> **Problem description**: Up to and including the line with "set is computed", copy the records below exactly from their first line.

> **Records to use**:
[Start of section]

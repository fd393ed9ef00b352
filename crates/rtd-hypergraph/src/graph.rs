//! The dependency hypergraph and its head/tail indices

use crate::error::{GraphError, GraphResult};
use crate::rule::{Rule, RuleId};
use rtd_core::Attribute;
use std::collections::{BTreeSet, HashMap};

/// Derivability rules over the attribute universe of a constraint set.
///
/// The `rules_by_head` and `rules_by_tail` indices are extended on every
/// rule insertion and always agree with `rules`. The leaf set is computed
/// once when construction finishes and never changes afterwards.
#[derive(Debug, Clone, Default)]
pub struct DependencyHypergraph {
    rules: Vec<Rule>,
    all_attributes: BTreeSet<Attribute>,
    rules_by_head: HashMap<Attribute, Vec<RuleId>>,
    rules_by_tail: HashMap<Attribute, Vec<RuleId>>,
    leaves: BTreeSet<Attribute>,
}

impl DependencyHypergraph {
    /// Build a hypergraph directly from an attribute universe and rules.
    ///
    /// Attributes mentioned by a rule join the universe even when absent from
    /// `attributes`.
    pub fn from_rules(
        attributes: impl IntoIterator<Item = Attribute>,
        rules: impl IntoIterator<Item = Rule>,
    ) -> Self {
        let mut graph = Self::default();
        for attribute in attributes {
            graph.insert_attribute(attribute);
        }
        for rule in rules {
            graph.insert_rule(rule);
        }
        graph.seal()
    }

    pub(crate) fn insert_attribute(&mut self, attribute: Attribute) {
        self.all_attributes.insert(attribute);
    }

    pub(crate) fn insert_rule(&mut self, rule: Rule) -> RuleId {
        let id = RuleId(self.rules.len());
        for attribute in rule.head() {
            self.all_attributes.insert(attribute.clone());
            self.rules_by_head
                .entry(attribute.clone())
                .or_default()
                .push(id);
        }
        for attribute in rule.tail() {
            self.all_attributes.insert(attribute.clone());
            self.rules_by_tail
                .entry(attribute.clone())
                .or_default()
                .push(id);
        }
        self.rules.push(rule);
        id
    }

    /// Finish construction by fixing the leaf set
    pub(crate) fn seal(mut self) -> Self {
        self.leaves = self
            .all_attributes
            .iter()
            .filter(|a| !self.rules_by_head.contains_key(*a))
            .cloned()
            .collect();
        self
    }

    /// All rules in insertion order
    pub fn rules(&self) -> &[Rule] {
        &self.rules
    }

    /// All rules paired with their ids, in insertion order
    pub fn rules_with_ids(&self) -> impl Iterator<Item = (RuleId, &Rule)> + '_ {
        self.rules
            .iter()
            .enumerate()
            .map(|(idx, rule)| (RuleId(idx), rule))
    }

    /// Look up a rule by id
    pub fn rule(&self, id: RuleId) -> Option<&Rule> {
        self.rules.get(id.0)
    }

    /// Every attribute discovered while building
    pub fn all_attributes(&self) -> &BTreeSet<Attribute> {
        &self.all_attributes
    }

    /// Attributes that are never the head of a rule
    pub fn leaves(&self) -> &BTreeSet<Attribute> {
        &self.leaves
    }

    pub fn is_leaf(&self, attribute: &str) -> bool {
        self.leaves.contains(attribute)
    }

    pub fn contains(&self, attribute: &str) -> bool {
        self.all_attributes.contains(attribute)
    }

    /// Resolve an attribute name, failing with `AttributeNotFound`
    pub fn require(&self, attribute: &str) -> GraphResult<&Attribute> {
        self.all_attributes
            .get(attribute)
            .ok_or_else(|| GraphError::AttributeNotFound {
                attribute: attribute.to_string(),
            })
    }

    /// Rules whose head contains `attribute`, in insertion order
    pub fn rules_with_head<'a>(
        &'a self,
        attribute: &str,
    ) -> impl Iterator<Item = (RuleId, &'a Rule)> + 'a {
        self.indexed(self.rules_by_head.get(attribute))
    }

    /// Rules whose tail contains `attribute`, in insertion order
    pub fn rules_with_tail<'a>(
        &'a self,
        attribute: &str,
    ) -> impl Iterator<Item = (RuleId, &'a Rule)> + 'a {
        self.indexed(self.rules_by_tail.get(attribute))
    }

    fn indexed<'a>(
        &'a self,
        ids: Option<&'a Vec<RuleId>>,
    ) -> impl Iterator<Item = (RuleId, &'a Rule)> + 'a {
        ids.into_iter()
            .flatten()
            .map(move |&id| (id, &self.rules[id.0]))
    }

    /// Render the hypergraph in Graphviz DOT format.
    ///
    /// Each rule becomes a point node with tail arrows flowing in and head
    /// arrows flowing out; leaves are drawn as double circles.
    pub fn to_dot(&self) -> String {
        let mut dot = String::from("digraph dependencies {\n  rankdir=LR;\n  node [shape=ellipse];\n\n");

        for attribute in &self.all_attributes {
            if self.leaves.contains(attribute) {
                dot.push_str(&format!("  \"{}\" [shape=doublecircle];\n", attribute));
            } else {
                dot.push_str(&format!("  \"{}\";\n", attribute));
            }
        }

        dot.push('\n');

        for (id, rule) in self.rules_with_ids() {
            dot.push_str(&format!("  \"{}\" [shape=point];\n", id));
            for tail in rule.tail() {
                dot.push_str(&format!("  \"{}\" -> \"{}\" [arrowhead=none];\n", tail, id));
            }
            for head in rule.head() {
                dot.push_str(&format!("  \"{}\" -> \"{}\";\n", id, head));
            }
        }

        dot.push_str("}\n");
        dot
    }
}

#[cfg(test)]
#[path = "graph_test.rs"]
mod tests;
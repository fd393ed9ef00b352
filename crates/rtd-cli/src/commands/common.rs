//! Shared utilities for CLI commands

use anyhow::{bail, Context, Result};
use rtd_core::{Cell, Config, RecordKey};
use rtd_hypergraph::HypergraphBuilder;
use serde::Serialize;
use std::fmt::Display;
use std::path::Path;

use crate::cli::GlobalArgs;

/// Load the constraint-set config named by the global CLI arguments.
///
/// `--config` wins over `--project-dir`.
pub(crate) fn load_config(global: &GlobalArgs) -> Result<Config> {
    log::debug!(
        "Loading constraint set (project dir {}, config {:?})",
        global.project_dir,
        global.config
    );
    match &global.config {
        Some(path) => Config::load(Path::new(path))
            .with_context(|| format!("Failed to load config from {}", path)),
        None => Config::load_from_dir(Path::new(&global.project_dir))
            .context("Failed to load constraint set"),
    }
}

/// Builder over the parsed constraints of a config
pub(crate) fn load_builder(config: &Config) -> Result<HypergraphBuilder> {
    HypergraphBuilder::from_config(config).context("Invalid denial constraints")
}

/// Passthrough fields echoed at the top of every report
#[derive(Debug, Serialize)]
pub(crate) struct ReportHeader<'a> {
    pub name: &'a str,
    pub dataset: Option<&'a str>,
    pub threshold: Option<f64>,
    pub target_key: Option<&'a RecordKey>,
}

impl<'a> ReportHeader<'a> {
    pub(crate) fn new(config: &'a Config) -> Self {
        Self {
            name: &config.name,
            dataset: config.dataset.as_deref(),
            threshold: config.threshold,
            target_key: config.target.as_ref().and_then(|t| t.key.as_ref()),
        }
    }

    /// Print the header lines of a table report
    pub(crate) fn print(&self) {
        println!("Constraint set: {}", self.name);
        if let Some(dataset) = self.dataset {
            println!("Dataset:        {}", dataset);
        }
        if let Some(threshold) = self.threshold {
            println!("Threshold:      {}", threshold);
        }
        if let Some(key) = self.target_key {
            println!("Target key:     {}", key);
        }
        println!();
    }
}

/// Target attribute from `--attribute`, falling back to the config target
pub(crate) fn resolve_target_attribute(arg: Option<&str>, config: &Config) -> Result<String> {
    if let Some(attribute) = arg {
        return Ok(attribute.to_string());
    }
    match &config.target {
        Some(target) => Ok(target.attribute.to_string()),
        None => bail!("No target attribute: pass --attribute or set target.attribute in rtd.yml"),
    }
}

/// Target cell from `--cell`, falling back to the config target
pub(crate) fn resolve_target_cell(arg: Option<&str>, config: &Config) -> Result<Cell> {
    if let Some(reference) = arg {
        return Cell::parse(reference).with_context(|| format!("Invalid cell '{}'", reference));
    }
    match &config.target {
        Some(target) => Ok(target.cell()),
        None => bail!("No target cell: pass --cell or set target.attribute in rtd.yml"),
    }
}

/// Render items as `{a, b, c}`
pub(crate) fn braced<T: Display>(items: impl IntoIterator<Item = T>) -> String {
    let parts: Vec<String> = items.into_iter().map(|i| i.to_string()).collect();
    format!("{{{}}}", parts.join(", "))
}

/// Print `value` as pretty JSON
pub(crate) fn print_json<T: Serialize + ?Sized>(value: &T) -> Result<()> {
    println!(
        "{}",
        serde_json::to_string_pretty(value).context("Failed to serialize report")?
    );
    Ok(())
}

// ---------------------------------------------------------------------------
// Table-printing utilities
// ---------------------------------------------------------------------------

/// Calculate column widths for a table given headers and row data.
///
/// For each column, returns the maximum width across the header and all
/// row values so that data aligns when printed with left-padding.
pub(crate) fn calculate_column_widths(headers: &[&str], rows: &[Vec<String>]) -> Vec<usize> {
    let mut widths: Vec<usize> = headers.iter().map(|h| h.len()).collect();
    for row in rows {
        for (w, cell) in widths.iter_mut().zip(row.iter()) {
            *w = (*w).max(cell.len());
        }
    }
    widths
}

/// Print a formatted table to stdout.
///
/// Columns are left-aligned and separated by two spaces, with a dashed
/// separator under the header row.
pub(crate) fn print_table(headers: &[&str], rows: &[Vec<String>]) {
    let widths = calculate_column_widths(headers, rows);

    let header_parts: Vec<String> = headers
        .iter()
        .zip(&widths)
        .map(|(h, &w)| format!("{:<width$}", h, width = w))
        .collect();
    println!("{}", header_parts.join("  ").trim_end());

    let sep_parts: Vec<String> = widths.iter().map(|&w| "-".repeat(w)).collect();
    println!("{}", sep_parts.join("  "));

    for row in rows {
        let row_parts: Vec<String> = row
            .iter()
            .zip(&widths)
            .map(|(cell, &w)| format!("{:<width$}", cell, width = w))
            .collect();
        println!("{}", row_parts.join("  ").trim_end());
    }
}

#[cfg(test)]
#[path = "common_test.rs"]
mod tests;
//! Greedy forward selection of a minimal deletion set

use crate::cost::{Cost, CostMap};
use crate::error::GraphResult;
use crate::graph::DependencyHypergraph;
use rtd_core::Attribute;
use serde::Serialize;
use std::collections::{HashSet, VecDeque};

/// Attributes to delete together with a target attribute
#[derive(Debug, Clone, PartialEq, Eq, Serialize)]
pub struct DeletionSet {
    target: Attribute,
    /// Target first, then companions in selection order
    attributes: Vec<Attribute>,
    /// Expanded attributes whose deriving rules offered no grounded candidate
    unexplained: Vec<Attribute>,
}

impl DeletionSet {
    fn new(target: Attribute) -> Self {
        Self {
            attributes: vec![target.clone()],
            target,
            unexplained: Vec::new(),
        }
    }

    /// Insert with set semantics; returns whether the attribute was new
    fn insert(&mut self, attribute: &Attribute) -> bool {
        if self.contains(attribute) {
            false
        } else {
            self.attributes.push(attribute.clone());
            true
        }
    }

    pub fn target(&self) -> &Attribute {
        &self.target
    }

    /// All attributes in the set, target first
    pub fn attributes(&self) -> &[Attribute] {
        &self.attributes
    }

    /// Attributes that must be deleted in addition to the target
    pub fn companions(&self) -> &[Attribute] {
        &self.attributes[1..]
    }

    pub fn contains(&self, attribute: &str) -> bool {
        self.attributes.iter().any(|a| a == attribute)
    }

    pub fn len(&self) -> usize {
        self.attributes.len()
    }

    /// Whether the set has no members; a selected set always holds its target
    pub fn is_empty(&self) -> bool {
        self.attributes.is_empty()
    }

    /// Attributes whose branch ended with no further explanation available
    pub fn unexplained(&self) -> &[Attribute] {
        &self.unexplained
    }

    /// Whether every expanded branch ended at a leaf or a grounded attribute
    pub fn is_fully_explained(&self) -> bool {
        self.unexplained.is_empty()
    }
}

/// Select the attributes to delete alongside `target`.
///
/// Starting from the target, each expanded attribute looks at every rule
/// that derives it and follows the single tail attribute with the smallest
/// finite cost across all of those rules (first one in rule then tail order
/// on ties). Only that cheapest child joins the set, so the result is a
/// minimal companion set rather than every possible explanation.
///
/// An attribute with no deriving rule ends its branch normally. An attribute
/// whose candidates are all unreachable ends its branch as unexplained; the
/// set accumulated so far is still returned. Attributes missing from `costs`
/// count as unreachable.
pub fn select_deletion_set(
    graph: &DependencyHypergraph,
    costs: &CostMap,
    target: &str,
) -> GraphResult<DeletionSet> {
    let target = graph.require(target)?;
    let mut deletion = DeletionSet::new(target.clone());
    let mut queue: VecDeque<&Attribute> = VecDeque::from([target]);
    let mut seen: HashSet<&Attribute> = HashSet::new();

    while let Some(current) = queue.pop_front() {
        if !seen.insert(current) {
            continue;
        }

        let mut deriving = graph.rules_with_head(current).peekable();
        if deriving.peek().is_none() {
            log::debug!("Path ends at '{}': no rule derives it", current);
            continue;
        }

        let mut cheapest: Option<(&Attribute, Cost)> = None;
        for (_, rule) in deriving {
            for candidate in rule.tail() {
                let cost = costs.cost_of(candidate);
                if !cost.is_finite() {
                    continue;
                }
                if cheapest.map_or(true, |(_, best)| cost < best) {
                    cheapest = Some((candidate, cost));
                }
            }
        }

        match cheapest {
            Some((child, cost)) => {
                log::debug!(
                    "Traversing from '{}' to cheapest child '{}' (cost {})",
                    current,
                    child,
                    cost
                );
                deletion.insert(child);
                queue.push_back(child);
            }
            None => {
                log::debug!("Path ends at '{}': no grounded explanation", current);
                deletion.unexplained.push(current.clone());
            }
        }
    }

    Ok(deletion)
}

#[cfg(test)]
#[path = "path_test.rs"]
mod tests;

[End of section]

> **Final answer**:
repository fd393ed9ef00b352
filename crates/rtd-hypergraph/src/graph.rs
//! The dependency hypergraph and its head/tail indices

use crate::error::{GraphError, GraphResult};
use crate::rule::{Rule, RuleId};
use rtd_core::Attribute;
use std::collections::{BTreeSet, HashMap};

/// Derivability rules over the attribute universe of a constraint set.
///
/// The `rules_by_head` and `rules_by_tail` indices are extended on every
/// rule insertion and always agree with `rules`. The leaf set is computed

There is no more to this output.